**** DATA
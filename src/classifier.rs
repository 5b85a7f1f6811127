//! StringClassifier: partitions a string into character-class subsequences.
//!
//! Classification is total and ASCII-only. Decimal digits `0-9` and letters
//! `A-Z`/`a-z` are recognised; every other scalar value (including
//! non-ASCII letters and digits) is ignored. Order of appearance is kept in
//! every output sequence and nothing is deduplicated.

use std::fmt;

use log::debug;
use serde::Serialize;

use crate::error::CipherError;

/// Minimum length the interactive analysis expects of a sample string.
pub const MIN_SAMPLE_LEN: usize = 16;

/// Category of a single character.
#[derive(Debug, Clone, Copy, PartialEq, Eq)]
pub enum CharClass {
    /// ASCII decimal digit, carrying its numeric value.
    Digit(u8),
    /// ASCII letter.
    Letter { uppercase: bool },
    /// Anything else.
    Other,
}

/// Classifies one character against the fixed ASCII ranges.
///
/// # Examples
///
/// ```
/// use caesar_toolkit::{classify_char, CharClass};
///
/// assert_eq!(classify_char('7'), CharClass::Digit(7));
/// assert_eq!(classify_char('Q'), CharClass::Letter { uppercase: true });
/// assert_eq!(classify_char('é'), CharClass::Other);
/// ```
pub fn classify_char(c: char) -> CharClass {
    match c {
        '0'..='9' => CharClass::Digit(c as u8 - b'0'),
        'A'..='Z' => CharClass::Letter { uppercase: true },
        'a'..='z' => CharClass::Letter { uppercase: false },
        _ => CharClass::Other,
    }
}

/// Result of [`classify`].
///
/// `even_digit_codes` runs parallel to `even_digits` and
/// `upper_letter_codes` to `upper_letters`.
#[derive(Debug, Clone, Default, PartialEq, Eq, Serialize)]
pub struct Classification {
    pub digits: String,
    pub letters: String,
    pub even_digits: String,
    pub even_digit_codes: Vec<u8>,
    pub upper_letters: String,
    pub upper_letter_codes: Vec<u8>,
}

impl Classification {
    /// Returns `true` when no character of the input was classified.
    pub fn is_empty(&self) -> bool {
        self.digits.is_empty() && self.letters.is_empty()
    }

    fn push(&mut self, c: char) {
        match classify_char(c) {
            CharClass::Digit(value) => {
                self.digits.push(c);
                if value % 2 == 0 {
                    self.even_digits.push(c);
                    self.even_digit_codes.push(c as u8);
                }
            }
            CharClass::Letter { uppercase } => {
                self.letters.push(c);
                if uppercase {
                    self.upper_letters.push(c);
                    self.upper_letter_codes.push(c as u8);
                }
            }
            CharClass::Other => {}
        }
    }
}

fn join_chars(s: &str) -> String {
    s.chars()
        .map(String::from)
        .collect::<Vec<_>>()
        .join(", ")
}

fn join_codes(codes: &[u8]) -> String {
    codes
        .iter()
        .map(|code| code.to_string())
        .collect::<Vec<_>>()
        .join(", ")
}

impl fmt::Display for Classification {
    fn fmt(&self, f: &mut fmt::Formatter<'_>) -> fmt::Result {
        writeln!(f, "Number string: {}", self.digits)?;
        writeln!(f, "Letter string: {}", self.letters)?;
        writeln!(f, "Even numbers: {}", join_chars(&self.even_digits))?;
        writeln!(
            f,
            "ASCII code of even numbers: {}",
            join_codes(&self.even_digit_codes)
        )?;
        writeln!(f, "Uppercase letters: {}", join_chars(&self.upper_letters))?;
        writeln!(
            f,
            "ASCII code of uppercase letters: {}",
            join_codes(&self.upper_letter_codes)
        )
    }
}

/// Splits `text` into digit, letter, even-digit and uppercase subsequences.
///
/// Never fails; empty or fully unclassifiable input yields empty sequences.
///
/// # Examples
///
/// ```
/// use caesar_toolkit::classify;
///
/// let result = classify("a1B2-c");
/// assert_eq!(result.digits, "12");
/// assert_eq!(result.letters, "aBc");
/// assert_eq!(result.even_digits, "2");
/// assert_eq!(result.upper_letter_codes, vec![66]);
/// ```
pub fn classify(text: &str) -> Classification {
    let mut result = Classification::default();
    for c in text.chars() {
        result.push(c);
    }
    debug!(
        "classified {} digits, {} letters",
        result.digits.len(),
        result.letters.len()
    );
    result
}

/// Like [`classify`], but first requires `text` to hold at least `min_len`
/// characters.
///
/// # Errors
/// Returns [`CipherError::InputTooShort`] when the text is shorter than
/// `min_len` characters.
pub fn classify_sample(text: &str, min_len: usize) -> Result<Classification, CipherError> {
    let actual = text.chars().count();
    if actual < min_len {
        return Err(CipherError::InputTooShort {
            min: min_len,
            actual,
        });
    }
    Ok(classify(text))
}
********
**ACTIVITY**
Answer with a single number: the count of lines in the entries that hold the word "Serialize".

**RESPONSE BELOW**
2